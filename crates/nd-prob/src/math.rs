//! Small numerically-stable math utilities used across probability code.

/// Stable `log(1 + exp(x))`.
///
/// Branchless: `log(1+exp(x)) = max(x,0) + log(1+exp(-|x|))`.
#[inline]
pub fn log1pexp(x: f64) -> f64 {
    let e = (-x.abs()).exp(); // always in (0, 1], no overflow
    x.max(0.0) + e.ln_1p()
}

/// Stable sigmoid: `1 / (1 + exp(-x))`.
#[inline]
pub fn sigmoid(x: f64) -> f64 {
    let e = (-x.abs()).exp();
    let recip = 1.0 / (1.0 + e);
    // x < 0: exp(x)/(1+exp(x)) = e/(1+e)
    if x >= 0.0 { recip } else { e * recip }
}

/// Stable `log(sigmoid(x))`.
#[inline]
pub fn log_sigmoid(x: f64) -> f64 {
    if x >= 0.0 { -(-x).exp().ln_1p() } else { x - x.exp().ln_1p() }
}

/// Stable softplus: `log(1 + exp(x))`.
#[inline]
pub fn softplus(x: f64) -> f64 {
    log1pexp(x)
}

/// Row-wise `log(softmax(z))` with max-shift.
pub fn log_softmax(z: &[f64]) -> Vec<f64> {
    let m = z.iter().copied().fold(f64::NEG_INFINITY, f64::max);
    if !m.is_finite() {
        return vec![f64::NAN; z.len()];
    }
    let lse = m + z.iter().map(|&v| (v - m).exp()).sum::<f64>().ln();
    z.iter().map(|&v| v - lse).collect()
}

/// Row-wise softmax with max-shift.
pub fn softmax(z: &[f64]) -> Vec<f64> {
    log_softmax(z).into_iter().map(f64::exp).collect()
}

#[cfg(test)]
mod tests {
    use super::*;

    #[test]
    fn test_log1pexp_matches_naive_moderate_values() {
        let xs: [f64; 7] = [-10.0, -2.0, -0.1, 0.0, 0.1, 2.0, 10.0];
        for x in xs {
            let naive = (1.0 + x.exp()).ln();
            let stable = log1pexp(x);
            assert!((naive - stable).abs() < 1e-12, "x={}: {} vs {}", x, naive, stable);
        }
    }

    #[test]
    fn test_log1pexp_is_finite_extremes() {
        for x in [-1e6, -100.0, 100.0, 1e6] {
            assert!(log1pexp(x).is_finite(), "x={}", x);
        }
        assert!((log1pexp(1e6) - 1e6).abs() < 1e-6);
    }

    #[test]
    fn test_sigmoid_bounds_and_symmetry() {
        for x in [-50.0, -10.0, -1.0, 0.0, 1.0, 10.0, 50.0] {
            let s = sigmoid(x);
            assert!((0.0..=1.0).contains(&s), "sigmoid({})={}", x, s);
            assert!((s + sigmoid(-x) - 1.0).abs() < 1e-15, "symmetry failed at {}", x);
        }
    }

    #[test]
    fn test_log_sigmoid_matches_naive_moderate_values() {
        for x in [-10.0, -2.0, -0.1, 0.0, 0.1, 2.0, 10.0] {
            let naive = sigmoid(x).ln();
            assert!((naive - log_sigmoid(x)).abs() < 1e-12, "x={}", x);
        }
    }

    #[test]
    fn test_softplus_at_zero() {
        assert!((softplus(0.0) - std::f64::consts::LN_2).abs() < 1e-15);
    }

    #[test]
    fn test_softmax_sums_to_one_and_is_shift_invariant() {
        let z = [1.0, -2.0, 0.5, 3.0];
        let p = softmax(&z);
        assert!((p.iter().sum::<f64>() - 1.0).abs() < 1e-12);

        let shifted: Vec<f64> = z.iter().map(|v| v + 500.0).collect();
        let q = softmax(&shifted);
        for (a, b) in p.iter().zip(&q) {
            assert!((a - b).abs() < 1e-12);
        }
    }

    #[test]
    fn test_log_softmax_two_classes_is_log_sigmoid() {
        let ls = log_softmax(&[0.7, 0.0]);
        assert!((ls[0] - log_sigmoid(0.7)).abs() < 1e-12);
        assert!((ls[1] - log_sigmoid(-0.7)).abs() < 1e-12);
    }
}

▬▬▬

[EXERCISE]: Only the lines from the one containing "use super::*;" through the one containing "let shifted: Vec<f64>" are to be retyped, both boundary lines included, with no other material.

[RESULT OF THIS EXERCISE]:
    use super::*;

    #[test]
    fn test_log1pexp_matches_naive_moderate_values() {
        let xs: [f64; 7] = [-10.0, -2.0, -0.1, 0.0, 0.1, 2.0, 10.0];
        for x in xs {
            let naive = (1.0 + x.exp()).ln();
            let stable = log1pexp(x);
            assert!((naive - stable).abs() < 1e-12, "x={}: {} vs {}", x, naive, stable);
        }
    }

    #[test]
    fn test_log1pexp_is_finite_extremes() {
        for x in [-1e6, -100.0, 100.0, 1e6] {
            assert!(log1pexp(x).is_finite(), "x={}", x);
        }
        assert!((log1pexp(1e6) - 1e6).abs() < 1e-6);
    }

    #[test]
    fn test_sigmoid_bounds_and_symmetry() {
        for x in [-50.0, -10.0, -1.0, 0.0, 1.0, 10.0, 50.0] {
            let s = sigmoid(x);
            assert!((0.0..=1.0).contains(&s), "sigmoid({})={}", x, s);
            assert!((s + sigmoid(-x) - 1.0).abs() < 1e-15, "symmetry failed at {}", x);
        }
    }

    #[test]
    fn test_log_sigmoid_matches_naive_moderate_values() {
        for x in [-10.0, -2.0, -0.1, 0.0, 0.1, 2.0, 10.0] {
            let naive = sigmoid(x).ln();
            assert!((naive - log_sigmoid(x)).abs() < 1e-12, "x={}", x);
        }
    }

    #[test]
    fn test_softplus_at_zero() {
        assert!((softplus(0.0) - std::f64::consts::LN_2).abs() < 1e-15);
    }

    #[test]
    fn test_softmax_sums_to_one_and_is_shift_invariant() {
        let z = [1.0, -2.0, 0.5, 3.0];
        let p = softmax(&z);
        assert!((p.iter().sum::<f64>() - 1.0).abs() < 1e-12);

        let shifted: Vec<f64> = z.iter().map(|v| v + 500.0).collect();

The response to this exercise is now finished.